# Today on RO - Monday



## Nyx

(Taken from a conversation overhead in the rabbitry)

Cyrano: "Auntie Nyx....I can't sleep. Tell us another bedroom story."

"I've told you all the bunny stories I can think of. Try and go to sleep."

"I can't sleep Auntie...so tell me a different story. Tell me about humans and why breeder mama sits at that desk so much."

"Oh baby - that's too hard for you to understand. I'm not even sure I understand it all. But that is where mommy and other people talk about bunnies."

"Really? What types of things do they talk about?"

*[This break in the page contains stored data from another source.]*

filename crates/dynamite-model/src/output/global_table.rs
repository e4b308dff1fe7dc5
//! Global tables.

use serde::{Deserialize, Serialize};

use crate::types::{GlobalTable, GlobalTableDescription, ReplicaSettingsDescription};

/// Output for `CreateGlobalTable`.
#[derive(Debug, Clone, Default, PartialEq, Serialize, Deserialize)]
#[serde(rename_all = "PascalCase")]
pub struct CreateGlobalTableOutput {
    #[serde(skip_serializing_if = "Option::is_none")]
    pub global_table_description: Option<GlobalTableDescription>,
}

/// Output for `DescribeGlobalTable`.
#[derive(Debug, Clone, Default, PartialEq, Serialize, Deserialize)]
#[serde(rename_all = "PascalCase")]
pub struct DescribeGlobalTableOutput {
    #[serde(skip_serializing_if = "Option::is_none")]
    pub global_table_description: Option<GlobalTableDescription>,
}

/// Output for `UpdateGlobalTable`.
#[derive(Debug, Clone, Default, PartialEq, Serialize, Deserialize)]
#[serde(rename_all = "PascalCase")]
pub struct UpdateGlobalTableOutput {
    #[serde(skip_serializing_if = "Option::is_none")]
    pub global_table_description: Option<GlobalTableDescription>,
}

/// Output for `ListGlobalTables`.
#[derive(Debug, Clone, Default, PartialEq, Eq, Serialize, Deserialize)]
#[serde(rename_all = "PascalCase")]
pub struct ListGlobalTablesOutput {
    #[serde(default, skip_serializing_if = "Vec::is_empty")]
    pub global_tables: Vec<GlobalTable>,
    #[serde(skip_serializing_if = "Option::is_none")]
    pub last_evaluated_global_table_name: Option<String>,
}

/// Output for `DescribeGlobalTableSettings`.
#[derive(Debug, Clone, Default, PartialEq, Serialize, Deserialize)]
#[serde(rename_all = "PascalCase")]
pub struct DescribeGlobalTableSettingsOutput {
    #[serde(skip_serializing_if = "Option::is_none")]
    pub global_table_name: Option<String>,
    #[serde(default, skip_serializing_if = "Vec::is_empty")]
    pub replica_settings: Vec<ReplicaSettingsDescription>,
}

/// Output for `UpdateGlobalTableSettings`.
#[derive(Debug, Clone, Default, PartialEq, Serialize, Deserialize)]
#[serde(rename_all = "PascalCase")]
pub struct UpdateGlobalTableSettingsOutput {
    #[serde(skip_serializing_if = "Option::is_none")]
    pub global_table_name: Option<String>,
    #[serde(default, skip_serializing_if = "Vec::is_empty")]
    pub replica_settings: Vec<ReplicaSettingsDescription>,
}
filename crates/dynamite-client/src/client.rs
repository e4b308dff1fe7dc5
//! The async client.
//!
//! [`DynamoDb`] is the operation surface. [`DynamoDbClient`] implements it
//! over the `awsJson1_0` protocol: every call is a signed `POST /` whose
//! `X-Amz-Target` names the operation and whose body is the JSON-encoded input.

use std::sync::Arc;

use async_trait::async_trait;
use bytes::Bytes;
use chrono::Utc;
use dynamite_auth::{ChainCredentialsProvider, CredentialsProvider, SigningParams, sign_request};
use dynamite_model::error::REQUEST_ID_HEADER;
use dynamite_model::input::{
    BatchGetItemInput, BatchWriteItemInput, CreateBackupInput, CreateGlobalTableInput,
    CreateTableInput, DeleteBackupInput, DeleteItemInput, DeleteTableInput, DescribeBackupInput,
    DescribeContinuousBackupsInput, DescribeGlobalTableInput, DescribeGlobalTableSettingsInput,
    DescribeLimitsInput, DescribeTableInput, DescribeTimeToLiveInput, GetItemInput,
    ListBackupsInput, ListGlobalTablesInput, ListTablesInput, ListTagsOfResourceInput,
    PutItemInput, QueryInput, RestoreTableFromBackupInput, RestoreTableToPointInTimeInput,
    ScanInput, TagResourceInput, UntagResourceInput, UpdateContinuousBackupsInput,
    UpdateGlobalTableInput, UpdateGlobalTableSettingsInput, UpdateItemInput, UpdateTableInput,
    UpdateTimeToLiveInput,
};
use dynamite_model::output::{
    BatchGetItemOutput, BatchWriteItemOutput, CreateBackupOutput, CreateGlobalTableOutput,
    CreateTableOutput, DeleteBackupOutput, DeleteItemOutput, DeleteTableOutput,
    DescribeBackupOutput, DescribeContinuousBackupsOutput, DescribeGlobalTableOutput,
    DescribeGlobalTableSettingsOutput, DescribeLimitsOutput, DescribeTableOutput,
    DescribeTimeToLiveOutput, GetItemOutput, ListBackupsOutput, ListGlobalTablesOutput,
    ListTablesOutput, ListTagsOfResourceOutput, PutItemOutput, QueryOutput,
    RestoreTableFromBackupOutput, RestoreTableToPointInTimeOutput, ScanOutput, TagResourceOutput,
    UntagResourceOutput, UpdateContinuousBackupsOutput, UpdateGlobalTableOutput,
    UpdateGlobalTableSettingsOutput, UpdateItemOutput, UpdateTableOutput, UpdateTimeToLiveOutput,
};
use dynamite_model::{DynamoDbOperation, ServiceError};
use http::header::{CONTENT_TYPE, USER_AGENT};
use http::{HeaderMap, StatusCode, Uri};
use parking_lot::Mutex;
use serde::Serialize;
use serde::de::DeserializeOwned;
use tracing::{debug, warn};
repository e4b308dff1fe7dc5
//! DynamoDB wire model for the Dynamite client.
//!
//! Every type here mirrors a shape of the DynamoDB `awsJson1_0` protocol
//! (API version `2012-08-10`). Structs serialize with `PascalCase` field
//! names, optional members are omitted when unset, and string enums carry an
//! `Unknown` variant so that values introduced by the service after this
//! crate was written still deserialize.
//!
//! - [`attribute_value`]: the `AttributeValue` tagged union.
//! - [`types`]: shared structures (key schema, indexes, backups, ...).
//! - [`input`] / [`output`]: one request and one response shape per operation.
//! - [`operations`]: the operation enum and its declared error sets.
//! - [`error`]: the service error taxonomy.
// "DynamoDB" appears in virtually every doc comment in this crate.
#![allow(clippy::doc_markdown)]
#![allow(clippy::too_many_lines)]
#![allow(clippy::struct_excessive_bools)]
#![allow(clippy::module_name_repetitions)]
#![allow(missing_docs)]

#[macro_use]
mod macros;

pub mod attribute_value;
pub mod error;
pub mod input;
pub mod operations;
pub mod output;
pub mod types;

pub use attribute_value::AttributeValue;
pub use error::{ServiceError, ServiceErrorCode};
pub use operations::DynamoDbOperation;
pub use types::{Item, Key};
//! Batch operations.

use std::collections::HashMap;

use serde::{Deserialize, Serialize};

use crate::types::{ConsumedCapacity, Item, ItemCollectionMetrics, KeysAndAttributes, WriteRequest};

/// Output for `BatchGetItem`.
#[derive(Debug, Clone, Default, PartialEq, Serialize, Deserialize)]
#[serde(rename_all = "PascalCase")]
pub struct BatchGetItemOutput {
    /// Items read, grouped by table name.
    #[serde(default, skip_serializing_if = "HashMap::is_empty")]
    pub responses: HashMap<String, Vec<Item>>,
    /// Keys the service did not get to; resend them in a new request.
    #[serde(default, skip_serializing_if = "HashMap::is_empty")]
    pub unprocessed_keys: HashMap<String, KeysAndAttributes>,
    #[serde(default, skip_serializing_if = "Vec::is_empty")]
    pub consumed_capacity: Vec<ConsumedCapacity>,
}

impl BatchGetItemOutput {
    /// Returns `true` if every requested key was processed.
    #[must_use]
    pub fn is_complete(&self) -> bool {
        self.unprocessed_keys.values().all(|k| k.keys.is_empty())
    }
}

/// Output for `BatchWriteItem`.
#[derive(Debug, Clone, Default, PartialEq, Serialize, Deserialize)]
#[serde(rename_all = "PascalCase")]
pub struct BatchWriteItemOutput {
    /// Writes the service did not get to; resend them in a new request.
    #[serde(default, skip_serializing_if = "HashMap::is_empty")]
    pub unprocessed_items: HashMap<String, Vec<WriteRequest>>,
    #[serde(default, skip_serializing_if = "HashMap::is_empty")]
    pub item_collection_metrics: HashMap<String, Vec<ItemCollectionMetrics>>,
    #[serde(default, skip_serializing_if = "Vec::is_empty")]
    pub consumed_capacity: Vec<ConsumedCapacity>,
}

impl BatchWriteItemOutput {
    /// Returns `true` if every write was processed.
    #[must_use]
    pub fn is_complete(&self) -> bool {
        self.unprocessed_items.values().all(Vec::is_empty)
    }
}

#[cfg(test)]
mod tests {
    use super::*;

    #[test]
    fn test_should_report_unprocessed_keys() {
        let out: BatchGetItemOutput = serde_json::from_str(
            r#"{
                "Responses": {"users": [{"pk": {"S": "1"}}]},
                "UnprocessedKeys": {"users": {"Keys": [{"pk": {"S": "2"}}]}}
            }"#,
        )
        .unwrap();
        assert_eq!(out.responses["users"].len(), 1);
        assert!(!out.is_complete());
    }

    #[test]
    fn test_should_treat_empty_unprocessed_items_as_complete() {
        let out: BatchWriteItemOutput =
            serde_json::from_str(r#"{"UnprocessedItems":{}}"#).unwrap();
        assert!(out.is_complete());
    }
}
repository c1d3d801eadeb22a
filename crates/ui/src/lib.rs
pub mod app;
pub mod context;
pub mod vm;
pub mod views;

pub use app::App;
pub use context::{AppContext, UiApp, build_app_context};
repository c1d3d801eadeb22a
use std::sync::Arc;

use quiz_core::session::{SessionEvent, SessionState};
use services::SessionHandle;
use tracing::warn;

pub trait UiApp: Send + Sync {
    fn title(&self) -> String;

    fn session(&self) -> SessionHandle;
}

#[derive(Clone)]
pub struct AppContext {
    title: Arc<str>,
    session: SessionHandle,
}

impl AppContext {
    #[must_use]
    pub fn new(app: &Arc<dyn UiApp>) -> Self {
        Self {
            title: Arc::from(app.title()),
            session: app.session(),
        }
    }

    #[must_use]
    pub fn title(&self) -> &str {
        &self.title
    }

    #[must_use]
    pub fn session(&self) -> SessionHandle {
        self.session.clone()
    }

    #[must_use]
    pub fn state(&self) -> SessionState {
        self.session.state()
    }

    /// Forward a user gesture to the session loop.
    pub fn dispatch(&self, event: SessionEvent) {
        let kind = event.kind();
        if let Err(err) = self.session.submit(event) {
            warn!(event = %kind, error = %err, "dropping ui event");
        }
    }
}

// This context is provided by the application composition root (e.g. `crates/app`).

/// Build an `AppContext` from a UI-facing app implementation.
#[must_use]
pub fn build_app_context(app: &Arc<dyn UiApp>) -> AppContext {
    AppContext::new(app)
}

"All sorts of things. For instance....in one part of the area where she visits they talk about things like Introducing a new bunny that is yet to be named. Or they talk about if anyone else cages their rabbits. 

They talk about free range rabbits (which is an idea I like a lot). Someone shared how they got the fright of their life. 

Another person talked about how they had a fifth rabbit at their house. Still someone else had a holland lops whose ears partially lopped. 

Also - Storm has a new temporary setup with his door open 24/7 (which mom needs to read about for ME!)."

"Wow Auntie Nyx....they talk about a LOT of things. I wonder if they ever have sick bunnies like I've been sick."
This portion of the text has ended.